WHAT IS NEEDED: This exercise asks for a copy of each line in the records below with the word "plus" in it.

Data entries:
————————

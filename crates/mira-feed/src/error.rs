//! Feed error types.

use thiserror::Error;

#[derive(Debug, Error)]
pub enum FeedError {
    #[error("WebSocket error: {0}")]
    WebSocket(#[from] tokio_tungstenite::tungstenite::Error),

    #[error("Message parse error: {0}")]
    Parse(#[from] serde_json::Error),

    #[error("Feed connection error: {0}")]
    Connection(String),
}

pub type FeedResult<T> = std::result::Result<T, FeedError>;
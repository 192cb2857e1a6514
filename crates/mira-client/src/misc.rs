//! Waitlist and health endpoints.

use crate::auth::Ack;
use crate::error::{ClientError, ClientResult};
use crate::http::ApiClient;
use serde::{Deserialize, Serialize};

#[derive(Serialize)]
struct WaitlistJoin<'a> {
    email: &'a str,
}

/// Backend liveness report.
#[derive(Debug, Clone, Deserialize)]
pub struct HealthStatus {
    pub status: String,
    #[serde(default)]
    pub service: Option<String>,
}

impl ApiClient {
    /// Join the product waitlist. Unauthenticated.
    pub async fn join_waitlist(&self, email: &str) -> ClientResult<Ack> {
        self.post_public("/waitlist", &WaitlistJoin { email }).await
    }

    /// Liveness check against the bare base URL (`/health` lives
    /// outside the versioned API prefix).
    pub async fn health(&self) -> ClientResult<HealthStatus> {
        let url = format!(
            "{}/health",
            self.config().base_url.trim_end_matches('/')
        );
        let response = self
            .http_client()
            .get(&url)
            .send()
            .await
            .map_err(ClientError::Network)?;
        let status = response.status();
        if !status.is_success() {
            return Err(ClientError::Api {
                code: crate::error::UNKNOWN_ERROR_CODE.to_string(),
                message: status
                    .canonical_reason()
                    .unwrap_or("health check failed")
                    .to_string(),
                status: status.as_u16(),
            });
        }
        response.json().await.map_err(ClientError::Network)
    }
}
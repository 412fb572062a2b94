//! Core-link-erode cluster decomposition, ported from
//! `clusterAnalysis.cpp`'s `refreshLinkClustering`.
//!
//! Species are partitioned by the caller into core-capable and
//! bulk-capable sets (a species may be neither, and the two sets are
//! disjoint by construction of the caller's range assignment — this
//! module doesn't enforce that itself). The pipeline: collate, optional
//! core reclassification, backbone growth by linkage, optional
//! pre-filter crop, optional bulk envelope, optional erosion, size crop,
//! re-collate.

use std::collections::{BTreeMap, HashSet, VecDeque};

use rayon::prelude::*;
use serde::{Deserialize, Serialize};

use crate::error::CoreError;
use crate::geometry::Point3;
use crate::ion::{IonHit, UNRANGED};
use crate::kdtree::KdTree;
use crate::stream::Drawable;
use crate::progress::{Cancellation, ProgressData};

/// Expected-points-in-search-sphere threshold above which the bulk
/// envelope switches from pure `findNearestUntagged` crawling to a
/// `getTreesInSphere` bulk grab followed by a crawl for the remainder.
pub const SPHERE_PRESEARCH_CUTOFF: f32 = 75.0;

#[derive(Debug, Clone, Copy, PartialEq, Serialize, Deserialize)]
pub struct ClusterParams {
    pub enable_core_classify: bool,
    pub core_dist: f32,
    pub core_knn: usize,
    pub link_dist: f32,
    pub enable_bulk_link: bool,
    pub bulk_link: f32,
    pub enable_erosion: bool,
    pub d_erosion: f32,
    pub want_crop_size: bool,
    pub n_min: usize,
    pub n_max: usize,
}

impl Default for ClusterParams {
    fn default() -> Self {
        ClusterParams {
            enable_core_classify: false,
            core_dist: 0.0,
            core_knn: 1,
            link_dist: 0.5,
            enable_bulk_link: false,
            bulk_link: 1.0,
            enable_erosion: false,
            d_erosion: 0.25,
            want_crop_size: false,
            n_min: 0,
            n_max: usize::MAX,
        }
    }
}

/// One cluster: parallel core and bulk ion lists, core first by
/// invariant (spec.md §5: "within a single cluster's ion list, the
/// core-ion subsequence precedes the bulk-ion subsequence").
#[derive(Debug, Clone, Default)]
pub struct Cluster {
    pub core: Vec<IonHit>,
    pub bulk: Vec<IonHit>,
}

impl Cluster {
    pub fn len(&self) -> usize {
        self.core.len() + self.bulk.len()
    }

    pub fn is_empty(&self) -> bool {
        self.len() == 0
    }

    pub fn ions(&self) -> impl Iterator<Item = &IonHit> {
        self.core.iter().chain(self.bulk.iter())
    }
}

#[derive(Debug, Clone, Default)]
pub struct ClusterDecomposition {
    pub clusters: Vec<Cluster>,
}

fn build_tree_over(ions: &[IonHit], ids: &[usize]) -> Result<KdTree, CoreError> {
    let points: Vec<Point3> = ids.iter().map(|&i| ions[i].pos).collect();
    let mut tree = KdTree::new();
    tree.reset(&points);
    let mut progress = ProgressData::new();
    tree.build(&mut progress, &mut crate::progress::NeverCancel)?;
    Ok(tree)
}
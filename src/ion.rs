//! The `IonHit`: one atomic event, a position plus a mass-to-charge
//! scalar. Ported from `APTClasses`' `IonHit`, trimmed to the fields this
//! crate's engines actually consume (no XML/file-format methods — those
//! belong to the external loader, per spec Non-goals).

use crate::geometry::Point3;

/// Sentinel species index meaning "value did not fall in any range".
pub const UNRANGED: usize = usize::MAX;

#[derive(Debug, Clone, Copy, PartialEq)]
pub struct IonHit {
    pub pos: Point3,
    pub mass_to_charge: f32,
}

impl IonHit {
    pub fn new(pos: Point3, mass_to_charge: f32) -> Self {
        IonHit { pos, mass_to_charge }
    }
}
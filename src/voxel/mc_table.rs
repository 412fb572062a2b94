//! The standard 256-case marching-cubes edge and triangle tables
//! (Lorensen & Cline 1987, in the widely reproduced Bourke layout), plus
//! the cube corner offsets and edge-to-corner-pair mapping they assume.
//!
//! Corner order: `0=(0,0,0) 1=(1,0,0) 2=(1,1,0) 3=(0,1,0) 4=(0,0,1)
//! 5=(1,0,1) 6=(1,1,1) 7=(0,1,1)`. Bit `c` of a cube index is set when
//! corner `c`'s value is below the isovalue.

pub const CUBE_CORNER_OFFSETS: [[usize; 3]; 8] =
    [[0, 0, 0], [1, 0, 0], [1, 1, 0], [0, 1, 0], [0, 0, 1], [1, 0, 1], [1, 1, 1], [0, 1, 1]];

pub const EDGE_CORNER_PAIRS: [(usize, usize); 12] =
    [(0, 1), (1, 2), (2, 3), (3, 0), (4, 5), (5, 6), (6, 7), (7, 4), (0, 4), (1, 5), (2, 6), (3, 7)];

#[rustfmt::skip]
pub const EDGE_TABLE: [u16; 256] = [
    0x0,   0x109, 0x203, 0x30a, 0x406, 0x50f, 0x605, 0x70c,
    0x80c, 0x905, 0xa0f, 0xb06, 0xc0a, 0xd03, 0xe09, 0xf00,
    0x190, 0x99,  0x393, 0x29a, 0x596, 0x49f, 0x795, 0x69c,
    0x99c, 0x895, 0xb9f, 0xa96, 0xd9a, 0xc93, 0xf99, 0xe90,
    0x230, 0x339, 0x33,  0x13a, 0x636, 0x73f, 0x435, 0x53c,
    0xa3c, 0xb35, 0x83f, 0x936, 0xe3a, 0xf33, 0xc39, 0xd30,
    0x3a0, 0x2a9, 0x1a3, 0xaa,  0x7a6, 0x6af, 0x5a5, 0x4ac,
    0xbac, 0xaa5, 0x9af, 0x8a6, 0xfaa, 0xea3, 0xda9, 0xca0,
    0x460, 0x569, 0x663, 0x76a, 0x66,  0x16f, 0x265, 0x36c,
    0xc6c, 0xd65, 0xe6f, 0xf66, 0x86a, 0x963, 0xa69, 0xb60,
    0x5f0, 0x4f9, 0x7f3, 0x6fa, 0x1f6, 0xff,  0x3f5, 0x2fc,
    0xdfc, 0xcf5, 0xfff, 0xef6, 0x9fa, 0x8f3, 0xbf9, 0xaf0,
    0x650, 0x759, 0x453, 0x55a, 0x256, 0x35f, 0x55,  0x15c,
    0xe5c, 0xf55, 0xc5f, 0xd56, 0xa5a, 0xb53, 0x859, 0x950,
    0x7c0, 0x6c9, 0x5c3, 0x4ca, 0x3c6, 0x2cf, 0x1c5, 0xcc,
    0xfcc, 0xec5, 0xdcf, 0xcc6, 0xbca, 0xac3, 0x9c9, 0x8c0,
    0x8c0, 0x9c9, 0xac3, 0xbca, 0xcc6, 0xdcf, 0xec5, 0xfcc,
    0xcc,  0x1c5, 0x2cf, 0x3c6, 0x4ca, 0x5c3, 0x6c9, 0x7c0,
    0x950, 0x859, 0xb53, 0xa5a, 0xd56, 0xc5f, 0xf55, 0xe5c,
    0x15c, 0x55,  0x35f, 0x256, 0x55a, 0x453, 0x759, 0x650,
    0xaf0, 0xbf9, 0x8f3, 0x9fa, 0xef6, 0xfff, 0xcf5, 0xdfc,
    0x2fc, 0x3f5, 0xff,  0x1f6, 0x6fa, 0x7f3, 0x4f9, 0x5f0,
    0xb60, 0xa69, 0x963, 0x86a, 0xf66, 0xe6f, 0xd65, 0xc6c,
    0x36c, 0x265, 0x16f, 0x66,  0x76a, 0x663, 0x569, 0x460,
    0xca0, 0xda9, 0xea3, 0xfaa, 0x8a6, 0x9af, 0xaa5, 0xbac,
    0x4ac, 0x5a5, 0x6af, 0x7a6, 0xaa,  0x1a3, 0x2a9, 0x3a0,
    0xd30, 0xc39, 0xf33, 0xe3a, 0x936, 0x83f, 0xb35, 0xa3c,
    0x53c, 0x435, 0x73f, 0x636, 0x13a, 0x33,  0x339, 0x230,
    0xe90, 0xf99, 0xc93, 0xd9a, 0xa96, 0xb9f, 0x895, 0x99c,
    0x69c, 0x795, 0x49f, 0x596, 0x29a, 0x393, 0x99,  0x190,
    0xf00, 0xe09, 0xd03, 0xc0a, 0xb06, 0xa0f, 0x905, 0x80c,
    0x70c, 0x605, 0x50f, 0x406, 0x30a, 0x203, 0x109, 0x0,
];

#[rustfmt::skip]
pub const TRIANGLE_TABLE: [[i8; 16]; 256] = include!("mc_tri_table.in");
//! Local-density filter, ported from the density-filter half of
//! `spatialAnalysis.cpp`.
//!
//! Two ways to estimate a point's local density: the radius of its
//! `nnMax`-th nearest other point (`StopMode::Neighbour`), or the count
//! of other points within a fixed radius (`StopMode::Radius`). Either
//! way a point is kept when `(density <= cutoff) XOR retain_upper`, so
//! `retain_upper` flips which side of the cutoff survives.

use serde::{Deserialize, Serialize};

use crate::error::CoreError;
use crate::geometry::Point3;
use crate::ion::IonHit;
use crate::kdtree::KdTree;
use crate::progress::{Cancellation, ProgressData, PROGRESS_REDUCE};

#[derive(Debug, Clone, Copy, PartialEq, Eq, Serialize, Deserialize)]
pub enum StopMode {
    Neighbour,
    Radius,
}

#[derive(Debug, Clone, Copy, PartialEq, Serialize, Deserialize)]
pub struct DensityParams {
    pub stop_mode: StopMode,
    pub nn_max: usize,
    pub dist_max: f32,
    pub density_cutoff: f32,
    pub retain_upper: bool,
}

impl Default for DensityParams {
    fn default() -> Self {
        DensityParams { stop_mode: StopMode::Neighbour, nn_max: 1, dist_max: 1.0, density_cutoff: 1.0, retain_upper: false }
    }
}

fn sphere_volume(r: f32) -> f32 {
    4.0 / 3.0 * std::f32::consts::PI * r * r * r
}

/// Applies the density filter to `ions` against a local-density estimate
/// computed over the same point cloud (each ion's own position is
/// excluded from its own neighbour search). Returns the retained ions
/// plus a warning if any point had too few neighbours to classify (the
/// original's "N points were un-analysable" notice) — such points are
/// dropped rather than classified either way.
pub fn filter(
    ions: &[IonHit],
    params: &DensityParams,
    progress: &mut ProgressData,
    cancel: &mut impl Cancellation,
) -> Result<(Vec<IonHit>, Vec<String>), CoreError> {
    if ions.is_empty() {
        return Ok((Vec::new(), Vec::new()));
    }

    progress.begin_step("Build");
    let points: Vec<Point3> = ions.iter().map(|ion| ion.pos).collect();
    let mut tree = KdTree::new();
    tree.reset(&points);
    tree.build(progress, cancel)?;
    let bounds = tree.bounds();

    progress.begin_step("Analyse");
    let mut kept = Vec::with_capacity(ions.len());
    let mut under_populated = 0usize;

    for i in 0..tree.len() {
        let query = tree.point_at(i);
        tree.tag(i, true);
        let mut touched = vec![i];

        let density = match params.stop_mode {
            StopMode::Neighbour => {
                let mut last_dist = None;
                for _ in 0..params.nn_max {
                    match tree.find_nearest_untagged(&query, &bounds) {
                        Some(j) => {
                            touched.push(j);
                            last_dist = Some(tree.point_at(j).dist(&query));
                        }
                        None => break,
                    }
                }
                last_dist.map(|r| params.nn_max as f32 / sphere_volume(r))
            }
            StopMode::Radius => {
                let mut count = 0u32;
                let mut exhausted = false;
                loop {
                    match tree.find_nearest_untagged(&query, &bounds) {
                        Some(j) => {
                            touched.push(j);
                            if tree.point_at(j).dist(&query) <= params.dist_max {
                                count += 1;
                            } else {
                                break;
                            }
                        }
                        None => {
                            exhausted = true;
                            break;
                        }
                    }
                }
                if exhausted && count == 0 {
                    None
                } else {
                    Some(count as f32 / sphere_volume(params.dist_max))
                }
            }
        };

        tree.clear_tags(&touched);

        match density {
            Some(d) => {
                if (d <= params.density_cutoff) != params.retain_upper {
                    kept.push(ions[tree.original_index(i)]);
                }
            }
            None => under_populated += 1,
        }

        if i % PROGRESS_REDUCE == 0 {
            progress.set_progress_fraction(i, tree.len());
            if !cancel.keep_going() {
                return Err(CoreError::Aborted);
            }
        }
    }

    let mut warnings = Vec::new();
    if under_populated > 0 {
        warnings.push(format!(
            "{under_populated} points had too few neighbours to estimate a local density and were dropped"
        ));
    }
    log::debug!("density: kept {} of {} ions, {} un-analysable", kept.len(), ions.len(), under_populated);

    Ok((kept, warnings))
}

#[cfg(test)]
mod tests {
    use super::*;

    fn ion(x: f32, y: f32, z: f32) -> IonHit {
        IonHit::new(Point3::new(x, y, z), 0.0)
    }

    #[test]
    fn neighbour_mode_drops_sparse_points_by_default() {
        // A tight trio plus one far-flung straggler.
        let ions = vec![ion(0.0, 0.0, 0.0), ion(0.0, 0.0, 0.1), ion(0.0, 0.0, 0.2), ion(100.0, 100.0, 100.0)];
        let params = DensityParams { stop_mode: StopMode::Neighbour, nn_max: 1, density_cutoff: 50.0, retain_upper: false, ..Default::default() };
        let mut progress = ProgressData::new();
        let (kept, warnings) = filter(&ions, &params, &mut progress, &mut crate::progress::NeverCancel).unwrap();
        assert!(warnings.is_empty());
        assert_eq!(kept.len(), 3, "the three close-packed ions have high density and should be dropped when keeping sparse points");
    }

    #[test]
    fn retain_upper_flips_which_side_survives() {
        let ions = vec![ion(0.0, 0.0, 0.0), ion(0.0, 0.0, 0.1), ion(0.0, 0.0, 0.2), ion(100.0, 100.0, 100.0)];
        let mut params = DensityParams { stop_mode: StopMode::Neighbour, nn_max: 1, density_cutoff: 50.0, retain_upper: false, ..Default::default() };
        let mut progress = ProgressData::new();
        let (kept_low, _) = filter(&ions, &params, &mut progress, &mut crate::progress::NeverCancel).unwrap();
        params.retain_upper = true;
        let mut progress2 = ProgressData::new();
        let (kept_high, _) = filter(&ions, &params, &mut progress2, &mut crate::progress::NeverCancel).unwrap();
        assert_eq!(kept_low.len() + kept_high.len(), 3, "the two modes should partition the classifiable points");
    }

    #[test]
    fn radius_mode_counts_neighbours_within_distance() {
        let ions = vec![ion(0.0, 0.0, 0.0), ion(0.0, 0.0, 0.5), ion(0.0, 0.0, 10.0)];
        let params = DensityParams { stop_mode: StopMode::Radius, dist_max: 1.0, density_cutoff: 0.0, retain_upper: true, ..Default::default() };
        let mut progress = ProgressData::new();
        let (kept, _) = filter(&ions, &params, &mut progress, &mut crate::progress::NeverCancel).unwrap();
        assert_eq!(kept.len(), 2, "the two close ions each have one neighbour within range, the isolated one has zero");
    }

    #[test]
    fn single_point_has_no_neighbours_and_is_warned_about() {
        let ions = vec![ion(0.0, 0.0, 0.0)];
        let params = DensityParams { stop_mode: StopMode::Neighbour, nn_max: 1, ..Default::default() };
        let mut progress = ProgressData::new();
        let (kept, warnings) = filter(&ions, &params, &mut progress, &mut crate::progress::NeverCancel).unwrap();
        assert!(kept.is_empty());
        assert_eq!(warnings.len(), 1);
    }
}
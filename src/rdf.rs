//! Radial/axial distribution-function engine, ported from
//! `spatialAnalysis.cpp`.
//!
//! Two families of histogram: NN-terminated (one histogram per
//! neighbour rank, binned after a max-distance pre-pass) and
//! radius-terminated (one histogram, fixed `[0, distMax]` span). Both
//! have an axial variant that projects displacements onto a
//! user-specified cylinder axis instead of binning raw distance.

use crate::error::CoreError;
use crate::geometry::Point3;
use crate::hull::ConvexHull;
use crate::kdtree::KdTree;
use crate::progress::{Cancellation, ProgressData, PROGRESS_REDUCE};

/// A uniform 1D histogram over `[lo, hi]`.
#[derive(Debug, Clone)]
pub struct Histogram {
    pub lo: f32,
    pub hi: f32,
    pub counts: Vec<u32>,
}

impl Histogram {
    pub fn new(lo: f32, hi: f32, num_bins: usize) -> Self {
        Histogram { lo, hi, counts: vec![0; num_bins.max(1)] }
    }

    pub fn add(&mut self, value: f32) {
        if self.hi <= self.lo {
            self.counts[0] += 1;
            return;
        }
        let frac = (value - self.lo) / (self.hi - self.lo);
        let idx = ((frac * self.counts.len() as f32) as isize).clamp(0, self.counts.len() as isize - 1) as usize;
        self.counts[idx] += 1;
    }

    pub fn non_zero_bins(&self) -> usize {
        self.counts.iter().filter(|&&c| c > 0).count()
    }
}

/// Widens `max_observed` by 5% and builds a histogram spanning `[0,
/// padded_max]`, matching the original's two-pass NN-histogram binning.
fn padded_histogram(max_observed: f32, num_bins: usize) -> Histogram {
    let padded = if max_observed > 0.0 { max_observed * 1.05 } else { 1.0 };
    Histogram::new(0.0, padded, num_bins)
}

fn build_tree(points: &[Point3]) -> Result<KdTree, CoreError> {
    let mut tree = KdTree::new();
    tree.reset(points);
    let mut progress = ProgressData::new();
    tree.build(&mut progress, &mut crate::progress::NeverCancel)?;
    Ok(tree)
}

/// Restricts `points` to those inside a hull shrunk inward by `margin`
/// about its mass-weighted centroid, per spec.md §4.3's surface
/// exclusion. Mass is the per-facet pyramid volume, folded into
/// [`ConvexHull::centroid`]'s weighting.
pub fn exclude_surface(points: &[Point3], margin: f32) -> Result<Vec<Point3>, CoreError> {
    let hull = ConvexHull::build(points)?;
    let scale = hull.shrink_scale_for_margin(margin)?;
    let shrunk = hull.shrink(scale)?;
    Ok(points.iter().copied().filter(|p| shrunk.contains(p)).collect())
}

/// NN-terminated radial distribution: one histogram per rank `1..=nn_max`.
pub fn nn_radial(
    sources: &[Point3],
    targets: &[Point3],
    nn_max: usize,
    num_bins: usize,
    progress: &mut ProgressData,
    cancel: &mut impl Cancellation,
) -> Result<Vec<Histogram>, CoreError> {
    if nn_max == 0 {
        return Ok(Vec::new());
    }
    let mut tree = build_tree(targets)?;
    let bounds = tree.bounds();

    progress.begin_step("RDF Pass 1: Range Estimate");
    let mut max_per_rank = vec![0.0f32; nn_max];
    for (i, src) in sources.iter().enumerate() {
        let mut touched = Vec::with_capacity(nn_max);
        for rank in 0..nn_max {
            match tree.find_nearest_untagged(src, &bounds) {
                Some(j) => {
                    touched.push(j);
                    let d = tree.point_at(j).dist(src);
                    if d > max_per_rank[rank] {
                        max_per_rank[rank] = d;
                    }
                }
                None => break,
            }
        }
        tree.clear_tags(&touched);

        if i % PROGRESS_REDUCE == 0 {
            progress.set_progress_fraction(i, sources.len());
            if !cancel.keep_going() {
                return Err(CoreError::Aborted);
            }
        }
    }

    progress.begin_step("RDF Pass 2: Accumulate");
    let mut histograms: Vec<Histogram> = max_per_rank.iter().map(|&m| padded_histogram(m, num_bins)).collect();
    for (i, src) in sources.iter().enumerate() {
        let mut touched = Vec::with_capacity(nn_max);
        for rank in 0..nn_max {
            match tree.find_nearest_untagged(src, &bounds) {
                Some(j) => {
                    touched.push(j);
                    let d = tree.point_at(j).dist(src);
                    histograms[rank].add(d);
                }
                None => break,
            }
        }
        tree.clear_tags(&touched);

        if i % PROGRESS_REDUCE == 0 {
            progress.set_progress_fraction(i, sources.len());
            if !cancel.keep_going() {
                return Err(CoreError::Aborted);
            }
        }
    }

    Ok(histograms)
}

/// Radius-terminated radial distribution: one histogram over `[0,
/// dist_max]`. Returns the histogram plus the indices of sources whose
/// target set was exhausted before reaching `dist_max` (the original's
/// "bias-warned" sources: their tail of the histogram is systematically
/// under-populated and display code should flag this).
pub fn radius_radial(
    sources: &[Point3],
    targets: &[Point3],
    dist_max: f32,
    num_bins: usize,
    progress: &mut ProgressData,
    cancel: &mut impl Cancellation,
) -> Result<(Histogram, Vec<usize>), CoreError> {
    let mut tree = build_tree(targets)?;
    let bounds = tree.bounds();
    let mut histogram = Histogram::new(0.0, dist_max, num_bins);
    let mut bias_warned = Vec::new();

    for (i, src) in sources.iter().enumerate() {
        let mut touched = Vec::new();
        loop {
            match tree.find_nearest_untagged(src, &bounds) {
                Some(j) => {
                    touched.push(j);
                    let d = tree.point_at(j).dist(src);
                    if d <= dist_max {
                        histogram.add(d);
                    } else {
                        tree.tag(j, false);
                        touched.pop();
                        break;
                    }
                }
                None => {
                    bias_warned.push(i);
                    break;
                }
            }
        }
        tree.clear_tags(&touched);

        if i % PROGRESS_REDUCE == 0 {
            progress.set_progress_fraction(i, sources.len());
            if !cancel.keep_going() {
                return Err(CoreError::Aborted);
            }
        }
    }

    Ok((histogram, bias_warned))
}

/// An infinite cylinder used to select axial-mode source/target points.
#[derive(Debug, Clone, Copy)]
pub struct Cylinder {
    pub centre: Point3,
    pub axis: Point3, // must be unit length
    pub radius: f32,
}

impl Cylinder {
    pub fn contains(&self, p: &Point3) -> bool {
        let d = *p - self.centre;
        let along = d.dot(&self.axis);
        let radial = d - self.axis * along;
        radial.magnitude() <= self.radius
    }

    /// The signed projection of `p` onto the cylinder axis, relative to
    /// the cylinder's centre.
    pub fn project(&self, p: &Point3) -> f32 {
        (*p - self.centre).dot(&self.axis)
    }
}

/// Axial distribution function: sources are ions inside `cylinder`,
/// targets are all ions within `dist_max` of the cylinder. Projections
/// onto the axis are binned signed into `[-dist_max, dist_max]`.
pub fn axial_radius(
    all_points: &[Point3],
    cylinder: &Cylinder,
    dist_max: f32,
    num_bins: usize,
    progress: &mut ProgressData,
    cancel: &mut impl Cancellation,
) -> Result<(Histogram, Vec<usize>), CoreError> {
    let sources: Vec<Point3> = all_points.iter().copied().filter(|p| cylinder.contains(p)).collect();
    let expanded = Cylinder { radius: cylinder.radius + dist_max, ..*cylinder };
    let targets: Vec<Point3> = all_points
        .iter()
        .copied()
        .filter(|p| expanded.contains(p) && cylinder.project(p).abs() <= dist_max + cylinder.radius)
        .collect();

    if sources.is_empty() {
        return Err(CoreError::InsufficientPoints { have: 0, need: 1 });
    }

    let mut tree = build_tree(&targets)?;
    let bounds = tree.bounds();
    let mut histogram = Histogram::new(-dist_max, dist_max, num_bins);
    let mut bias_warned = Vec::new();

    for (i, src) in sources.iter().enumerate() {
        let mut touched = Vec::new();
        loop {
            match tree.find_nearest_untagged(src, &bounds) {
                Some(j) => {
                    touched.push(j);
                    let d = tree.point_at(j).dist(src);
                    if d <= dist_max {
                        histogram.add(cylinder.project(&tree.point_at(j)) - cylinder.project(src));
                    } else {
                        tree.tag(j, false);
                        touched.pop();
                        break;
                    }
                }
                None => {
                    bias_warned.push(i);
                    break;
                }
            }
        }
        tree.clear_tags(&touched);

        if i % PROGRESS_REDUCE == 0 {
            progress.set_progress_fraction(i, sources.len());
            if !cancel.keep_going() {
                return Err(CoreError::Aborted);
            }
        }
    }

    Ok((histogram, bias_warned))
}

#[cfg(test)]
mod tests {
    use super::*;

    // S5 -- RDF smoke test.
    #[test]
    fn scenario_s5_nn_mode() {
        let sources = vec![Point3::new(0.0, 0.0, 0.0)];
        let targets = vec![Point3::new(0.0, 0.0, 0.0), Point3::new(0.0, 0.0, 1.0)];
        let mut progress = ProgressData::new();
        let histograms = nn_radial(&sources, &targets, 1, 10, &mut progress, &mut crate::progress::NeverCancel).unwrap();
        assert_eq!(histograms.len(), 1);
        assert_eq!(histograms[0].non_zero_bins(), 1);
    }

    #[test]
    fn scenario_s5_radius_mode() {
        let sources = vec![Point3::new(0.0, 0.0, 0.0)];
        let targets = vec![Point3::new(0.0, 0.0, 0.0), Point3::new(0.0, 0.0, 1.0)];
        let mut progress = ProgressData::new();
        let (hist, _) = radius_radial(&sources, &targets, 2.0, 10, &mut progress, &mut crate::progress::NeverCancel).unwrap();
        assert_eq!(hist.non_zero_bins(), 1);
    }

    #[test]
    fn radius_mode_flags_bias_warned_sources() {
        let sources = vec![Point3::new(0.0, 0.0, 0.0)];
        let targets = vec![Point3::new(0.0, 0.0, 0.5)];
        let mut progress = ProgressData::new();
        let (_, bias_warned) =
            radius_radial(&sources, &targets, 10.0, 10, &mut progress, &mut crate::progress::NeverCancel).unwrap();
        assert_eq!(bias_warned, vec![0]);
    }

    #[test]
    fn cylinder_contains_and_projects() {
        let cyl = Cylinder { centre: Point3::new(0.0, 0.0, 0.0), axis: Point3::new(0.0, 0.0, 1.0), radius: 1.0 };
        assert!(cyl.contains(&Point3::new(0.5, 0.0, 5.0)));
        assert!(!cyl.contains(&Point3::new(2.0, 0.0, 5.0)));
        assert_eq!(cyl.project(&Point3::new(0.0, 0.0, 3.0)), 3.0);
    }

    #[test]
    fn surface_exclusion_shrinks_inward() {
        let mut points = Vec::new();
        for &x in &[0.0f32, 1.0] {
            for &y in &[0.0f32, 1.0] {
                for &z in &[0.0f32, 1.0] {
                    points.push(Point3::new(x, y, z));
                }
            }
        }
        let reduced = exclude_surface(&points, 0.1).unwrap();
        assert!(reduced.len() < points.len());
    }
}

————————

FINISHED TASK:
//! The `IonHit`: one atomic event, a position plus a mass-to-charge
//! (Lorensen & Cline 1987, in the widely reproduced Bourke layout), plus
/// plus a warning if any point had too few neighbours to classify (the
        // A tight trio plus one far-flung straggler.
/// dist_max]`. Returns the histogram plus the indices of sources whose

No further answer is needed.